In the entries below, count every line containing "Some". Return the number and nothing else.

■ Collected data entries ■
---
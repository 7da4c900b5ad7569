//! HTTP client for the public SpaceX API.
//!
//! Fetches `GET {base}/launches` and `GET {base}/rockets/{id}`. Successful
//! responses are cached for the session: the launch list for
//! `launches_ttl`, each rocket for `rocket_ttl`. Failures are returned as
//! [`ExplorerError::Source`] and never cached; there are no retries.

use crate::domain::error::{ExplorerError, Result};
use crate::domain::{Launch, Rocket};
use crate::source::cache::TtlCache;
use crate::source::LaunchSource;
use crate::Config;
use async_trait::async_trait;
use chrono::Utc;
use serde::de::DeserializeOwned;
use tokio::sync::RwLock;

/// Public v4 endpoint.
pub const DEFAULT_API_BASE: &str = "https://api.spacexdata.com/v4";

const LAUNCHES_KEY: &str = "launches";

/// Caching SpaceX API client.
#[derive(Debug)]
pub struct SpacexClient {
    /// Base URL without trailing slash.
    base_url: String,
    client: reqwest::Client,
    launches: RwLock<TtlCache<&'static str, Vec<Launch>>>,
    rockets: RwLock<TtlCache<String, Rocket>>,
}

impl SpacexClient {
    /// Builds a client from configuration.
    ///
    /// # Errors
    ///
    /// Returns [`ExplorerError::Source`] if the HTTP client cannot be built
    /// (for example when no TLS backend is available).
    pub fn from_config(config: &Config) -> Result<Self> {
        let client = reqwest::Client::builder()
            .timeout(std::time::Duration::from_secs(config.request_timeout_secs))
            .user_agent(concat!(env!("CARGO_PKG_NAME"), "/", env!("CARGO_PKG_VERSION")))
            .build()
            .map_err(|e| ExplorerError::Source(format!("failed to build HTTP client: {e}")))?;

        tracing::debug!(base_url = %config.api_base_url, "creating SpaceX client");

        Ok(Self {
            base_url: config.api_base_url.trim_end_matches('/').to_string(),
            client,
            launches: RwLock::new(TtlCache::new(ttl(config.launches_ttl_secs))),
            rockets: RwLock::new(TtlCache::new(ttl(config.rocket_ttl_secs))),
        })
    }

    /// Base URL requests are sent to.
    #[must_use]
    pub fn base_url(&self) -> &str {
        &self.base_url
    }

    async fn get_json<T: DeserializeOwned>(&self, path: &str) -> Result<T> {
        let url = format!("{}/{}", self.base_url, path);
        tracing::debug!(url = %url, "sending request");

        let response = self
            .client
            .get(&url)
            .send()
            .await
            .map_err(|e| ExplorerError::Source(format!("request to {url} failed: {e}")))?;

        let status = response.status();
        if !status.is_success() {
            tracing::warn!(url = %url, status = %status, "API returned an error status");
            return Err(ExplorerError::Source(format!("{url} returned HTTP {status}")));
        }

        response
            .json::<T>()
            .await
            .map_err(|e| ExplorerError::Source(format!("failed to decode response from {url}: {e}")))
    }
}

/// Converts a configured TTL, capped at one year.
fn ttl(secs: u64) -> chrono::Duration {
    const MAX_TTL_SECS: u64 = 365 * 24 * 60 * 60;
    chrono::Duration::seconds(i64::try_from(secs.min(MAX_TTL_SECS)).unwrap_or(0))
}

#[async_trait]
impl LaunchSource for SpacexClient {
    async fn fetch_launches(&self) -> Result<Vec<Launch>> {
        if let Some(cached) = self.launches.write().await.get(&LAUNCHES_KEY, Utc::now()) {
            tracing::debug!(count = cached.len(), "launch list served from cache");
            return Ok(cached);
        }

        let launches: Vec<Launch> = self.get_json("launches").await?;
        tracing::debug!(count = launches.len(), "fetched launch list");

        self.launches
            .write()
            .await
            .insert(LAUNCHES_KEY, launches.clone(), Utc::now());
        Ok(launches)
    }

    async fn fetch_rocket(&self, id: &str) -> Result<Rocket> {
        if id.is_empty() {
            return Err(ExplorerError::Source("launch has no rocket id".to_string()));
        }

        let key = id.to_string();
        if let Some(cached) = self.rockets.write().await.get(&key, Utc::now()) {
            tracing::debug!(rocket_id = %id, "rocket served from cache");
            return Ok(cached);
        }

        let rocket: Rocket = self.get_json(&format!("rockets/{id}")).await?;
        tracing::debug!(rocket_id = %id, name = %rocket.name, "fetched rocket");

        self.rockets.write().await.insert(key, rocket.clone(), Utc::now());
        Ok(rocket)
    }

    async fn invalidate(&self) {
        tracing::debug!("dropping cached launch list");
        self.launches.write().await.invalidate(&LAUNCHES_KEY);
    }
}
---
■ Solved exercise ■
2